■ Exercise prompt
Output the records exactly, with no line skipped.

□ □ □ □ □ □ □

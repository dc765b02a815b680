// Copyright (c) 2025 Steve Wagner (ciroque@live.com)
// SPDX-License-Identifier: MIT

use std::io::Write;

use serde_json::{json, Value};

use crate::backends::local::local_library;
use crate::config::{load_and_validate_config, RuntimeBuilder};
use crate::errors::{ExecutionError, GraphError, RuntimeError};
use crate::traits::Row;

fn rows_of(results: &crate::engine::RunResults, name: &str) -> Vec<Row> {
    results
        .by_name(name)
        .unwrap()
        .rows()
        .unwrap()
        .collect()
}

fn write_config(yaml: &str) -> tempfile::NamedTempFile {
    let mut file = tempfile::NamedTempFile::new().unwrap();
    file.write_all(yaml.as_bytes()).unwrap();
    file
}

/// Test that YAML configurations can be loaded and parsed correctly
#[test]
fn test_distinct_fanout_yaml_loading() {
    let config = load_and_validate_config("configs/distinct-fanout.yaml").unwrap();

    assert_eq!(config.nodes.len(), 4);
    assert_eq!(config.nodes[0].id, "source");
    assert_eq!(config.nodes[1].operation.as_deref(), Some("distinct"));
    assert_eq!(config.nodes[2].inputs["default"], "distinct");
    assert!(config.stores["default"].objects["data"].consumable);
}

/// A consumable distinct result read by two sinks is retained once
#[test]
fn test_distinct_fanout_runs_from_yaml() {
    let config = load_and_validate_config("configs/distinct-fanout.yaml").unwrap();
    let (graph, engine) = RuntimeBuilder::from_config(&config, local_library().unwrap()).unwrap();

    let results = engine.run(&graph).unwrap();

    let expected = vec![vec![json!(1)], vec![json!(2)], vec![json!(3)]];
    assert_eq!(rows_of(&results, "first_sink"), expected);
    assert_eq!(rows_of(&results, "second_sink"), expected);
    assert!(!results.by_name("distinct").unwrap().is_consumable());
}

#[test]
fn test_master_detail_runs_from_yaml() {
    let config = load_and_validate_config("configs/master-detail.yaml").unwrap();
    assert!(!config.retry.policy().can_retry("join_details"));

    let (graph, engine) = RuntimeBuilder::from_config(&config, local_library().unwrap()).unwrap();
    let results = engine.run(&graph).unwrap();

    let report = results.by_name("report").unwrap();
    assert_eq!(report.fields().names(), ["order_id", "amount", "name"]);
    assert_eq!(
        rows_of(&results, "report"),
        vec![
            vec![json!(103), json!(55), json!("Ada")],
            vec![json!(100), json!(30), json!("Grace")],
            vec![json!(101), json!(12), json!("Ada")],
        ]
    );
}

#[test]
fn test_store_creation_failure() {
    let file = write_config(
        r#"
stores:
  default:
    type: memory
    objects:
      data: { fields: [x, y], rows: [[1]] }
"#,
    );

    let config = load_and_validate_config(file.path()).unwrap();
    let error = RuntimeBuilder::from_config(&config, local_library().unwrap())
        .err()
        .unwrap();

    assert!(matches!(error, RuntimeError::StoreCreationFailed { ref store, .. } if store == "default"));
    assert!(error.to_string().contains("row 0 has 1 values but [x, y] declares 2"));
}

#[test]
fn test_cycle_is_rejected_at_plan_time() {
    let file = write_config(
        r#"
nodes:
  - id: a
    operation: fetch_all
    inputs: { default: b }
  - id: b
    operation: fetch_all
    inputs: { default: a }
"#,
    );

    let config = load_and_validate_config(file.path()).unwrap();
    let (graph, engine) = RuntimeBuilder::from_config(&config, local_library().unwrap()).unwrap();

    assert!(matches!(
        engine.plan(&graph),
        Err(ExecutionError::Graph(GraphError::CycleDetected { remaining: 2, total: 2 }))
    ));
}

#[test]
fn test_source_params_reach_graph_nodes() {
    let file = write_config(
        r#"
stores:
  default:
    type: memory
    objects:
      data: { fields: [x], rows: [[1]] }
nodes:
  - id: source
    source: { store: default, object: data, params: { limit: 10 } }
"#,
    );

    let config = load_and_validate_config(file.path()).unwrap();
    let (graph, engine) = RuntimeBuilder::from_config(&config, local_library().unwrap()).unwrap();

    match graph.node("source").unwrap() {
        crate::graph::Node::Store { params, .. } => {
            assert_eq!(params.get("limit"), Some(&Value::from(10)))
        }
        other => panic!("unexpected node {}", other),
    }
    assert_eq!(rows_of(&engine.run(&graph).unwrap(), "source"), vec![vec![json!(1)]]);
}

□ □ □ □ □ □ □

■ Response to this task
repository dc765b02a815b680
// Copyright (c) 2025 Steve Wagner (ciroque@live.com)
// SPDX-License-Identifier: MIT

use std::io::Write;

use serde_json::{json, Value};

use crate::backends::local::local_library;
use crate::config::{load_and_validate_config, RuntimeBuilder};
use crate::errors::{ExecutionError, GraphError, RuntimeError};
use crate::traits::Row;

fn rows_of(results: &crate::engine::RunResults, name: &str) -> Vec<Row> {
    results
        .by_name(name)
        .unwrap()
        .rows()
        .unwrap()
        .collect()
}

fn write_config(yaml: &str) -> tempfile::NamedTempFile {
    let mut file = tempfile::NamedTempFile::new().unwrap();
    file.write_all(yaml.as_bytes()).unwrap();
    file
}

/// Test that YAML configurations can be loaded and parsed correctly
#[test]
fn test_distinct_fanout_yaml_loading() {
    let config = load_and_validate_config("configs/distinct-fanout.yaml").unwrap();

    assert_eq!(config.nodes.len(), 4);
    assert_eq!(config.nodes[0].id, "source");
    assert_eq!(config.nodes[1].operation.as_deref(), Some("distinct"));
    assert_eq!(config.nodes[2].inputs["default"], "distinct");
    assert!(config.stores["default"].objects["data"].consumable);
}

/// A consumable distinct result read by two sinks is retained once
#[test]
fn test_distinct_fanout_runs_from_yaml() {
    let config = load_and_validate_config("configs/distinct-fanout.yaml").unwrap();
    let (graph, engine) = RuntimeBuilder::from_config(&config, local_library().unwrap()).unwrap();

    let results = engine.run(&graph).unwrap();

    let expected = vec![vec![json!(1)], vec![json!(2)], vec![json!(3)]];
    assert_eq!(rows_of(&results, "first_sink"), expected);
    assert_eq!(rows_of(&results, "second_sink"), expected);
    assert!(!results.by_name("distinct").unwrap().is_consumable());
}

#[test]
fn test_master_detail_runs_from_yaml() {
    let config = load_and_validate_config("configs/master-detail.yaml").unwrap();
    assert!(!config.retry.policy().can_retry("join_details"));

    let (graph, engine) = RuntimeBuilder::from_config(&config, local_library().unwrap()).unwrap();
    let results = engine.run(&graph).unwrap();

    let report = results.by_name("report").unwrap();
    assert_eq!(report.fields().names(), ["order_id", "amount", "name"]);
    assert_eq!(
        rows_of(&results, "report"),
        vec![
            vec![json!(103), json!(55), json!("Ada")],
            vec![json!(100), json!(30), json!("Grace")],
            vec![json!(101), json!(12), json!("Ada")],
        ]
    );
}

#[test]
fn test_store_creation_failure() {
    let file = write_config(
        r#"
stores:
  default:
    type: memory
    objects:
      data: { fields: [x, y], rows: [[1]] }
"#,
    );

    let config = load_and_validate_config(file.path()).unwrap();
    let error = RuntimeBuilder::from_config(&config, local_library().unwrap())
        .err()
        .unwrap();

    assert!(matches!(error, RuntimeError::StoreCreationFailed { ref store, .. } if store == "default"));
    assert!(error.to_string().contains("row 0 has 1 values but [x, y] declares 2"));
}

#[test]
fn test_cycle_is_rejected_at_plan_time() {
    let file = write_config(
        r#"
nodes:
  - id: a
    operation: fetch_all
    inputs: { default: b }
  - id: b
    operation: fetch_all
    inputs: { default: a }
"#,
    );

    let config = load_and_validate_config(file.path()).unwrap();
    let (graph, engine) = RuntimeBuilder::from_config(&config, local_library().unwrap()).unwrap();

    assert!(matches!(
        engine.plan(&graph),
        Err(ExecutionError::Graph(GraphError::CycleDetected { remaining: 2, total: 2 }))
    ));
}

#[test]
fn test_source_params_reach_graph_nodes() {
    let file = write_config(
        r#"
stores:
  default:
    type: memory
    objects:
      data: { fields: [x], rows: [[1]] }
nodes:
  - id: source
    source: { store: default, object: data, params: { limit: 10 } }
"#,
    );

    let config = load_and_validate_config(file.path()).unwrap();
    let (graph, engine) = RuntimeBuilder::from_config(&config, local_library().unwrap()).unwrap();

    match graph.node("source").unwrap() {
        crate::graph::Node::Store { params, .. } => {
            assert_eq!(params.get("limit"), Some(&Value::from(10)))
        }
        other => panic!("unexpected node {}", other),
    }
    assert_eq!(rows_of(&engine.run(&graph).unwrap(), "source"), vec![vec![json!(1)]]);
}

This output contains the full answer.